• _PROMPT_:
Show all lines of the entries in which the word "when" is found.

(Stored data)
........

//! Error types for spatial-algebra operations.

use thiserror::Error;

/// Errors that can occur in spatial-inertia operations.
#[derive(Debug, Error, Clone, PartialEq)]
pub enum SpatialError {
    /// The rotational inertia block is not symmetric positive definite, so it
    /// cannot be factored for inversion.
    #[error("rotational inertia is not symmetric positive definite")]
    NotPositiveDefinite,

    /// Inverting an inertia with zero mass.
    #[error("spatial inertia has zero mass")]
    ZeroMass,

    /// A text form contained the wrong number of values.
    #[error("expected 13 or 36 inertia values, got {count}")]
    ParseCount {
        /// Number of values actually present.
        count: usize,
    },

    /// A text form could not be parsed as numbers.
    #[error("malformed inertia literal: {reason}")]
    Parse {
        /// What was wrong with the literal.
        reason: String,
    },

    /// A 36-value matrix form does not have spatial-inertia structure
    /// (symmetric rotational block, diagonal mass block, skew coupling block).
    #[error("inertia matrix is not structure-consistent: {reason}")]
    Structure {
        /// Which structural check failed.
        reason: String,
    },
}
#[cfg(test)]
#[allow(clippy::unwrap_used)]
mod tests {
    use super::*;
    use approx::assert_relative_eq;
    use rand::rngs::StdRng;
    use rand::{Rng, SeedableRng};

    fn random_spd_inertia(rng: &mut StdRng) -> SpatialInertia {
        // A composite of point masses is always physically valid.
        let mut si = SpatialInertia::sphere(rng.gen_range(0.5..3.0), rng.gen_range(0.2..1.5));
        for _ in 0..4 {
            si.add_point_mass(
                rng.gen_range(0.1..2.0),
                Vector3::new(
                    rng.gen_range(-1.0..1.0),
                    rng.gen_range(-1.0..1.0),
                    rng.gen_range(-1.0..1.0),
                ),
            );
        }
        si
    }

    #[test]
    fn test_sphere_matrix_round_trip() {
        let si = SpatialInertia::sphere(2.0, 0.5);
        let back = SpatialInertia::from_matrix(&si.to_matrix()).unwrap();
        assert_relative_eq!(back.mass(), 2.0, epsilon = 1e-12);
        assert_relative_eq!(back.rotational_inertia(), si.rotational_inertia(), epsilon = 1e-12);
    }

    #[test]
    fn test_offset_matrix_round_trip() {
        let mut si = SpatialInertia::box_shape(3.0, 0.2, 0.4, 0.8);
        si.transform(&Isometry3::translation(0.3, -0.1, 0.9));
        let back = SpatialInertia::from_matrix(&si.to_matrix()).unwrap();
        assert_relative_eq!(back.com(), si.com(), epsilon = 1e-12);
        assert_relative_eq!(back.rotational_inertia(), si.rotational_inertia(), epsilon = 1e-10);
    }

    #[test]
    fn test_text_round_trip_13() {
        let mut rng = StdRng::seed_from_u64(7);
        for _ in 0..20 {
            let si = random_spd_inertia(&mut rng);
            let back: SpatialInertia = si.to_string().parse().unwrap();
            assert_relative_eq!(back.mass(), si.mass(), max_relative = 1e-12);
            assert_relative_eq!(back.com(), si.com(), epsilon = 1e-12);
            assert_relative_eq!(back.rotational_inertia(), si.rotational_inertia(), epsilon = 1e-12);
        }
    }

    #[test]
    fn test_text_round_trip_36() {
        let mut rng = StdRng::seed_from_u64(8);
        let si = random_spd_inertia(&mut rng);
        let back: SpatialInertia = si.to_matrix_string().parse().unwrap();
        assert_relative_eq!(back.mass(), si.mass(), max_relative = 1e-10);
        assert_relative_eq!(back.com(), si.com(), epsilon = 1e-10);
        assert_relative_eq!(back.rotational_inertia(), si.rotational_inertia(), epsilon = 1e-8);
    }

    #[test]
    fn test_bad_value_count_rejected() {
        let err = "[ 1 2 3 ]".parse::<SpatialInertia>().unwrap_err();
        assert_eq!(err, SpatialError::ParseCount { count: 3 });
    }

    #[test]
    fn test_mul_inverse_round_trip() {
        let mut rng = StdRng::seed_from_u64(42);
        for _ in 0..100 {
            let mut si = random_spd_inertia(&mut rng);
            let tw = Twist::new(
                Vector3::new(
                    rng.gen_range(-2.0..2.0),
                    rng.gen_range(-2.0..2.0),
                    rng.gen_range(-2.0..2.0),
                ),
                Vector3::new(
                    rng.gen_range(-2.0..2.0),
                    rng.gen_range(-2.0..2.0),
                    rng.gen_range(-2.0..2.0),
                ),
            );
            let wr = si.mul(&tw);
            let back = si.mul_inverse(&wr).unwrap();
            assert_relative_eq!(back.v, tw.v, epsilon = 1e-9);
            assert_relative_eq!(back.w, tw.w, epsilon = 1e-9);
        }
    }

    #[test]
    fn test_mul_matches_matrix_form() {
        let mut rng = StdRng::seed_from_u64(3);
        let si = random_spd_inertia(&mut rng);
        let tw = Twist::new(Vector3::new(0.3, -0.8, 0.2), Vector3::new(1.0, 0.4, -0.6));
        let wr = si.mul(&tw);
        // Matrix form is angular-first: [w; v] -> [m; f].
        let m6 = si.to_matrix();
        let mut x = nalgebra::Vector6::zeros();
        x.fixed_rows_mut::<3>(0).copy_from(&tw.w);
        x.fixed_rows_mut::<3>(3).copy_from(&tw.v);
        let y = m6 * x;
        assert_relative_eq!(wr.m, y.fixed_rows::<3>(0).into_owned(), epsilon = 1e-10);
        assert_relative_eq!(wr.f, y.fixed_rows::<3>(3).into_owned(), epsilon = 1e-10);
    }

    #[test]
    fn test_non_spd_inversion_fails() {
        let mut si = SpatialInertia::new(
            1.0,
            Vector3::zeros(),
            Matrix3::from_diagonal(&Vector3::new(1.0, -1.0, 1.0)),
        );
        let wr = Wrench::from_moment(Vector3::new(1.0, 0.0, 0.0));
        assert_eq!(si.mul_inverse(&wr), Err(SpatialError::NotPositiveDefinite));

        let mut zero = SpatialInertia::zero();
        assert_eq!(zero.mul_inverse(&wr), Err(SpatialError::ZeroMass));
    }

    #[test]
    fn test_add_two_point_masses() {
        let mut si = SpatialInertia::zero();
        si.add_point_mass(1.0, Vector3::new(1.0, 0.0, 0.0));
        si.add_point_mass(1.0, Vector3::new(-1.0, 0.0, 0.0));
        assert_relative_eq!(si.mass(), 2.0, epsilon = 1e-12);
        assert_relative_eq!(si.com(), Vector3::zeros(), epsilon = 1e-12);
        // Two unit masses at ±x: Jyy = Jzz = 2, Jxx = 0.
        let j = si.rotational_inertia();
        assert_relative_eq!(j[(0, 0)], 0.0, epsilon = 1e-12);
        assert_relative_eq!(j[(1, 1)], 2.0, epsilon = 1e-12);
        assert_relative_eq!(j[(2, 2)], 2.0, epsilon = 1e-12);
    }

    #[test]
    fn test_line_segment_matches_rod() {
        let mut si = SpatialInertia::zero();
        si.add_line_segment(
            3.0,
            Vector3::new(0.0, 0.0, -1.0),
            Vector3::new(0.0, 0.0, 1.0),
        );
        // Rod of length 2 along z: Jxx = Jyy = m L²/12 = 1, Jzz = 0.
        let j = si.rotational_inertia();
        assert_relative_eq!(j[(0, 0)], 1.0, epsilon = 1e-12);
        assert_relative_eq!(j[(1, 1)], 1.0, epsilon = 1e-12);
        assert_relative_eq!(j[(2, 2)], 0.0, epsilon = 1e-12);
    }

    #[test]
    fn test_triangle_moments_against_point_refinement() {
        // Compare the closed-form triangle integral against a dense uniform
        // point sampling of the same lamina.
        let (a, b, c) = (
            Vector3::new(0.0, 0.0, 0.0),
            Vector3::new(1.0, 0.0, 0.0),
            Vector3::new(0.0, 2.0, 0.5),
        );
        let mass = 2.0;
        let mut exact = SpatialInertia::zero();
        exact.add_triangle(mass, a, b, c);

        // Tile the parameter triangle with n² congruent sub-triangles and put
        // a point mass at each centroid, an exactly uniform refinement.
        let n = 128;
        let mut sampled = SpatialInertia::zero();
        let dm = mass / (n * n) as f64;
        for i in 0..n {
            for j in 0..(n - i) {
                let u = (i as f64 + 1.0 / 3.0) / n as f64;
                let v = (j as f64 + 1.0 / 3.0) / n as f64;
                sampled.add_point_mass(dm, a + u * (b - a) + v * (c - a));
                if i + j < n - 1 {
                    let u2 = (i as f64 + 2.0 / 3.0) / n as f64;
                    let v2 = (j as f64 + 2.0 / 3.0) / n as f64;
                    sampled.add_point_mass(dm, a + u2 * (b - a) + v2 * (c - a));
                }
            }
        }
        assert_relative_eq!(exact.com(), sampled.com(), epsilon = 1e-2);
        assert_relative_eq!(
            exact.rotational_inertia(),
            sampled.rotational_inertia(),
            epsilon = 2e-2
        );
    }

    #[test]
    fn test_coriolis_conventions_agree_for_centered_body() {
        // With the COM at the origin and zero linear velocity the two
        // conventions coincide: both reduce to ω × (J ω).
        let si = SpatialInertia::box_shape(2.0, 0.3, 0.5, 0.9);
        let vel = Twist::new(Vector3::zeros(), Vector3::new(0.7, -0.2, 1.1));
        let body = si.coriolis_force(&vel);
        let fixed = si.fixed_frame_coriolis_force(&vel);
        assert_relative_eq!(body.m, fixed.m, epsilon = 1e-12);
        assert_relative_eq!(body.f, fixed.f, epsilon = 1e-12);
    }

    #[test]
    fn test_transform_preserves_mass_and_spectrum() {
        let mut rng = StdRng::seed_from_u64(11);
        let mut si = random_spd_inertia(&mut rng);
        let before = si.rotational_inertia().symmetric_eigenvalues();
        si.transform(&Isometry3::from_parts(
            nalgebra::Translation3::new(0.4, 0.1, -0.2),
            nalgebra::UnitQuaternion::from_scaled_axis(Vector3::new(0.2, 0.8, -0.3)),
        ));
        let mut after = si.rotational_inertia().symmetric_eigenvalues();
        let mut b = before;
        let bs = b.as_mut_slice();
        bs.sort_by(|x, y| x.partial_cmp(y).unwrap());
        let asl = after.as_mut_slice();
        asl.sort_by(|x, y| x.partial_cmp(y).unwrap());
        for i in 0..3 {
            assert_relative_eq!(bs[i], asl[i], epsilon = 1e-10);
        }
    }
}
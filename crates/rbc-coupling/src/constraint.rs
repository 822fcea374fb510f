//! Constraint records: the internal per-direction state and the
//! solver-facing views.

use nalgebra::{Isometry3, Point3};
use rbc_spatial::Wrench;

#[cfg(feature = "serde")]
use serde::{Deserialize, Serialize};

use crate::MotionType;

/// Internal record for one potential constraint direction of a coupling.
///
/// One of these exists for every bilateral direction and every potential
/// unilateral direction (`numBilaterals + maxUnilaterals` in total); storage
/// is allocated eagerly at coupling construction and never resized.
#[derive(Debug, Clone)]
#[cfg_attr(feature = "serde", derive(Serialize, Deserialize))]
pub struct ConstraintInfo {
    /// Constraint wrench, expressed in the coupling frame.
    pub(crate) wrench: Wrench,
    /// Time derivative of the wrench under the current relative velocity.
    pub(crate) dot_wrench: Wrench,
    /// Signed constraint violation along this direction (negative when
    /// violated).
    pub(crate) distance: f64,
    /// Constraint compliance (inverse stiffness); 0 = rigid.
    pub(crate) compliance: f64,
    /// Constraint damping, active when compliance is non-zero.
    pub(crate) damping: f64,
    /// 0 = inactive, ±1 = engaged, sign selecting the violated side.
    pub(crate) engaged: i8,
    /// Bilateral directions are always engaged and never break.
    pub(crate) bilateral: bool,
    /// Whether this direction restricts linear or rotary motion.
    pub(crate) motion: MotionType,
    /// Impulse multiplier from the last solve, scattered back by the caller.
    pub(crate) multiplier: f64,
    /// Separation speed along the constraint normal (for break hysteresis).
    pub(crate) contact_speed: f64,
    /// Separation acceleration along the normal, written back by the solver.
    pub(crate) contact_accel: f64,
    /// Owning coordinate, for range-limit directions.
    pub(crate) coordinate: Option<usize>,
}

impl ConstraintInfo {
    pub(crate) fn new(bilateral: bool, motion: MotionType, coordinate: Option<usize>) -> Self {
        Self {
            wrench: Wrench::zero(),
            dot_wrench: Wrench::zero(),
            distance: 0.0,
            compliance: 0.0,
            damping: 0.0,
            engaged: if bilateral { 1 } else { 0 },
            bilateral,
            motion,
            multiplier: 0.0,
            contact_speed: 0.0,
            contact_accel: 0.0,
            coordinate,
        }
    }

    /// Constraint wrench in the coupling frame.
    #[must_use]
    pub fn wrench(&self) -> Wrench {
        self.wrench
    }

    /// Time derivative of the constraint wrench.
    #[must_use]
    pub fn dot_wrench(&self) -> Wrench {
        self.dot_wrench
    }

    /// Signed violation distance (negative = violated).
    #[must_use]
    pub fn distance(&self) -> f64 {
        self.distance
    }

    /// Compliance (inverse stiffness).
    #[must_use]
    pub fn compliance(&self) -> f64 {
        self.compliance
    }

    /// Damping.
    #[must_use]
    pub fn damping(&self) -> f64 {
        self.damping
    }

    /// Engagement flag: 0 inactive, ±1 engaged (sign = violated side).
    #[must_use]
    pub fn engaged(&self) -> i8 {
        self.engaged
    }

    /// Whether this direction is bilateral.
    #[must_use]
    pub fn is_bilateral(&self) -> bool {
        self.bilateral
    }

    /// Linear or rotary.
    #[must_use]
    pub fn motion_type(&self) -> MotionType {
        self.motion
    }

    /// Multiplier from the most recent impulse scatter.
    #[must_use]
    pub fn multiplier(&self) -> f64 {
        self.multiplier
    }

    /// Separation speed along the constraint normal.
    #[must_use]
    pub fn contact_speed(&self) -> f64 {
        self.contact_speed
    }

    /// Separation acceleration along the constraint normal.
    #[must_use]
    pub fn contact_accel(&self) -> f64 {
        self.contact_accel
    }
}

/// Solver-facing constraint record: one per engaged-or-bilateral direction,
/// with the wrench expressed in both body frames.
#[derive(Debug, Clone)]
#[cfg_attr(feature = "serde", derive(Serialize, Deserialize))]
pub struct RigidBodyConstraint {
    /// Constraint wrench in body A's frame.
    pub wrench_a: Wrench,
    /// Constraint wrench in body B's frame.
    pub wrench_b: Wrench,
    /// Wrench time derivative (coupling frame).
    pub dot_wrench: Wrench,
    /// Signed violation distance.
    pub distance: f64,
    /// Compliance.
    pub compliance: f64,
    /// Damping.
    pub damping: f64,
    /// Solved multiplier.
    pub multiplier: f64,
    /// Separation speed (break hysteresis input).
    pub contact_speed: f64,
    /// Separation acceleration (break hysteresis input).
    pub contact_accel: f64,
    /// Friction force limit for this direction.
    pub friction_limit: f64,
    /// Current friction force value.
    pub friction_value: f64,
    /// Optional contact point, for contact-like constraints.
    pub contact_point: Option<Point3<f64>>,
    /// Whether the source direction is bilateral.
    pub bilateral: bool,
}

impl RigidBodyConstraint {
    /// Build a solver-facing record from an internal direction, expressing
    /// the coupling-frame wrench in each body's frame. `tca` / `tcb` are the
    /// poses of the coupling frame in bodies A and B.
    #[must_use]
    pub fn from_info(
        info: &ConstraintInfo,
        tca: &Isometry3<f64>,
        tcb: &Isometry3<f64>,
    ) -> Self {
        Self {
            wrench_a: info.wrench.transform(tca),
            wrench_b: info.wrench.transform(tcb),
            dot_wrench: info.dot_wrench,
            distance: info.distance,
            compliance: info.compliance,
            damping: info.damping,
            multiplier: info.multiplier,
            contact_speed: info.contact_speed,
            contact_accel: info.contact_accel,
            friction_limit: 0.0,
            friction_value: 0.0,
            contact_point: None,
            bilateral: info.bilateral,
        }
    }
}

/// Contact data traveling alongside constraints, produced and consumed by
/// the external solver.
#[derive(Debug, Clone, Copy, PartialEq)]
#[cfg_attr(feature = "serde", derive(Serialize, Deserialize))]
pub struct ContactInfo {
    /// Contact point in the coupling frame.
    pub point: Point3<f64>,
    /// Contact normal.
    pub normal: nalgebra::Vector3<f64>,
    /// Penetration depth (positive = penetrating).
    pub penetration: f64,
}

/// Friction data for a constraint direction, produced and consumed by the
/// external solver.
#[derive(Debug, Clone, Copy, PartialEq)]
#[cfg_attr(feature = "serde", derive(Serialize, Deserialize))]
pub struct FrictionInfo {
    /// Friction coefficient.
    pub mu: f64,
    /// Index of the normal-force constraint this friction row couples to.
    pub contact_index: usize,
    /// Stiction creep tolerance.
    pub stiction_creep: f64,
}
impl Solid {
    /// Rigid connection.
    #[must_use]
    pub fn new() -> Self {
        Self
    }
}

impl JointKinematics for Solid {
    fn layout(&self) -> KindLayout {
        let mut l = KindLayout::default();
        for _ in 0..3 {
            l.add_bilateral(MotionType::Linear);
        }
        for _ in 0..3 {
            l.add_bilateral(MotionType::Rotary);
        }
        l
    }

    fn coords_to_tcd(&self, _coords: &[f64]) -> Isometry3<f64> {
        Isometry3::identity()
    }

    fn tcd_to_coords(&self, _tcd: &Isometry3<f64>, _prev: &[f64], _out: &mut [f64]) {}

    fn coordinate_twist(&self, _index: usize, _coords: &[f64]) -> Twist {
        Twist::zero()
    }

    fn update_constraints(&self, ctx: &mut UpdateCtx<'_>) {
        ctx.constraints[0].wrench = Wrench::from_force(Vector3::x());
        ctx.constraints[1].wrench = Wrench::from_force(Vector3::y());
        ctx.constraints[2].wrench = Wrench::from_force(Vector3::z());
        ctx.constraints[3].wrench = Wrench::from_moment(Vector3::x());
        ctx.constraints[4].wrench = Wrench::from_moment(Vector3::y());
        ctx.constraints[5].wrench = Wrench::from_moment(Vector3::z());
    }
}
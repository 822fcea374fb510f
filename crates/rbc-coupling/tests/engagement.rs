//! Limit engagement, hysteresis, impulse scatter and checkpoint replay on
//! full couplings.

use approx::assert_relative_eq;
use nalgebra::{Isometry3, Vector3};
use rbc_coupling::kinds::{Hinge, RotationSense, Spherical, SphericalLimit};
use rbc_coupling::{CoordinateRange, CouplingKind, RigidBodyCoupling};
use rbc_spatial::Twist;
use std::f64::consts::{FRAC_PI_2, FRAC_PI_3, FRAC_PI_4};

fn limited_hinge() -> RigidBodyCoupling {
    RigidBodyCoupling::new(CouplingKind::Hinge(Hinge::new(
        CoordinateRange::new(-FRAC_PI_3, FRAC_PI_3).unwrap(),
        RotationSense::Positive,
    )))
    .unwrap()
}

fn drive(coupling: &mut RigidBodyCoupling, tfd: &Isometry3<f64>, vel: &Twist) {
    let tgd = coupling.project_to_constraints(tfd, None);
    coupling.update_constraints(&tgd, tfd, vel, true);
}

#[test]
fn test_inside_range_stays_disengaged() {
    let mut c = limited_hinge();
    drive(
        &mut c,
        &Isometry3::rotation(Vector3::new(0.0, 0.0, 0.1)),
        &Twist::zero(),
    );
    let slot = c.constraint(5).unwrap();
    assert_eq!(slot.engaged(), 0);
    assert_eq!(c.num_unilaterals(), 0);
    // Disengaged distance is the gap to the nearer bound.
    assert_relative_eq!(slot.distance(), FRAC_PI_3 - 0.1, epsilon = 1e-12);
    // Only the five bilaterals reach the solver.
    let rows = c.solver_constraints(&Isometry3::identity(), &Isometry3::identity());
    assert_eq!(rows.len(), 5);
}

#[test]
fn test_upper_limit_engages_with_negative_distance() {
    let mut c = limited_hinge();
    drive(
        &mut c,
        &Isometry3::rotation(Vector3::new(0.0, 0.0, FRAC_PI_2)),
        &Twist::zero(),
    );
    let slot = c.constraint(5).unwrap();
    assert_eq!(slot.engaged(), 1);
    assert_relative_eq!(slot.distance(), FRAC_PI_3 - FRAC_PI_2, epsilon = 1e-12);
    // Engaged upper limit pushes the coordinate back down.
    assert_relative_eq!(
        slot.wrench().m,
        Vector3::new(0.0, 0.0, -1.0),
        epsilon = 1e-12
    );
    assert_eq!(c.num_unilaterals(), 1);
    let rows = c.solver_constraints(&Isometry3::identity(), &Isometry3::identity());
    assert_eq!(rows.len(), 6);
}

#[test]
fn test_lower_limit_engages_with_positive_wrench() {
    let mut c = limited_hinge();
    drive(
        &mut c,
        &Isometry3::rotation(Vector3::new(0.0, 0.0, -FRAC_PI_2)),
        &Twist::zero(),
    );
    let slot = c.constraint(5).unwrap();
    assert_eq!(slot.engaged(), -1);
    assert_relative_eq!(slot.distance(), FRAC_PI_3 - FRAC_PI_2, epsilon = 1e-12);
    assert_relative_eq!(
        slot.wrench().m,
        Vector3::new(0.0, 0.0, 1.0),
        epsilon = 1e-12
    );
}

#[test]
fn test_release_needs_speed_and_acceleration() {
    let mut c = limited_hinge();
    c.set_break_speed(0.1);
    c.set_break_accel(0.05);
    let past_limit = Isometry3::rotation(Vector3::new(0.0, 0.0, FRAC_PI_2));
    drive(&mut c, &past_limit, &Twist::zero());
    assert_eq!(c.constraint(5).unwrap().engaged(), 1);

    // Separating fast, but the solver has not reported any separating
    // acceleration yet: the limit must hold.
    let separating = Twist::new(Vector3::zeros(), Vector3::new(0.0, 0.0, -1.0));
    drive(&mut c, &past_limit, &separating);
    let slot = c.constraint(5).unwrap();
    assert!(slot.contact_speed() > 0.1);
    assert_eq!(slot.engaged(), 1);

    // With a reported separating acceleration the limit releases.
    c.set_contact_accel(5, 0.5).unwrap();
    drive(&mut c, &past_limit, &separating);
    assert_eq!(c.constraint(5).unwrap().engaged(), 0);
}

#[test]
fn test_slow_separation_never_releases() {
    let mut c = limited_hinge();
    c.set_break_speed(0.5);
    c.set_break_accel(0.05);
    let past_limit = Isometry3::rotation(Vector3::new(0.0, 0.0, FRAC_PI_2));
    drive(&mut c, &past_limit, &Twist::zero());
    c.set_contact_accel(5, 1.0).unwrap();
    // Acceleration alone is not enough below the break speed.
    let creeping = Twist::new(Vector3::zeros(), Vector3::new(0.0, 0.0, -0.2));
    drive(&mut c, &past_limit, &creeping);
    assert_eq!(c.constraint(5).unwrap().engaged(), 1);
}

#[test]
fn test_unilateral_impulse_scatter() {
    let mut c = limited_hinge();
    let past_limit = Isometry3::rotation(Vector3::new(0.0, 0.0, FRAC_PI_2));
    drive(&mut c, &past_limit, &Twist::zero());
    assert_eq!(c.num_unilaterals(), 1);

    let next = c.set_unilateral_impulses(&[0.02], 0.01, 0).unwrap();
    assert_eq!(next, 1);
    // Multiplier 2.0 along the engaged (flipped) wrench.
    assert_relative_eq!(
        c.unilateral_force_f().m,
        Vector3::new(0.0, 0.0, -2.0),
        epsilon = 1e-12
    );
    assert_relative_eq!(c.constraint(5).unwrap().multiplier(), 2.0, epsilon = 1e-12);

    // A disengaged coupling consumes nothing.
    let mut idle = limited_hinge();
    drive(&mut idle, &Isometry3::identity(), &Twist::zero());
    assert_eq!(idle.set_unilateral_impulses(&[], 0.01, 0).unwrap(), 0);
}

#[test]
fn test_contact_distance_engages_early() {
    let mut c = limited_hinge();
    c.set_contact_distance(0.05);
    // Just inside the bound but within the contact distance.
    drive(
        &mut c,
        &Isometry3::rotation(Vector3::new(0.0, 0.0, FRAC_PI_3 - 0.02)),
        &Twist::zero(),
    );
    assert_eq!(c.constraint(5).unwrap().engaged(), 1);
    assert_relative_eq!(c.constraint(5).unwrap().distance(), 0.02, epsilon = 1e-10);
}

#[test]
fn test_checkpoint_replay_preserves_engagement() {
    let mut c = limited_hinge();
    let past_limit = Isometry3::rotation(Vector3::new(0.0, 0.0, FRAC_PI_2));
    drive(&mut c, &past_limit, &Twist::zero());
    let mut state = vec![0.0; c.state_size()];
    c.write_state(&mut state).unwrap();

    let mut replay = limited_hinge();
    replay.read_state(&state).unwrap();
    // Replaying with update_engaged off must keep the restored engagement
    // even though the replayed pose alone would not change it.
    let tgd = replay.project_to_constraints(&past_limit, None);
    replay.update_constraints(&tgd, &past_limit, &Twist::zero(), false);
    assert_eq!(replay.constraint(5).unwrap().engaged(), 1);
    assert_relative_eq!(
        replay.constraint(5).unwrap().distance(),
        FRAC_PI_3 - FRAC_PI_2,
        epsilon = 1e-12
    );
}

#[test]
fn test_tilt_cone_policy_engagement() {
    let mut c = RigidBodyCoupling::new(CouplingKind::Spherical(Spherical::new(
        SphericalLimit::TiltCone {
            max_tilt: FRAC_PI_4,
        },
    )))
    .unwrap();
    // Inside the cone.
    drive(
        &mut c,
        &Isometry3::rotation(Vector3::new(0.2, 0.0, 0.0)),
        &Twist::zero(),
    );
    assert_eq!(c.constraint(3).unwrap().engaged(), 0);

    // Past the cone: engaged, violated by 0.1.
    drive(
        &mut c,
        &Isometry3::rotation(Vector3::new(FRAC_PI_4 + 0.1, 0.0, 0.0)),
        &Twist::zero(),
    );
    let slot = c.constraint(3).unwrap();
    assert_eq!(slot.engaged(), 1);
    assert_relative_eq!(slot.distance(), -0.1, epsilon = 1e-10);
}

........

• _TASK SOLUTION_:
    /// Signed constraint violation along this direction (negative when
    /// Constraint damping, active when compliance is non-zero.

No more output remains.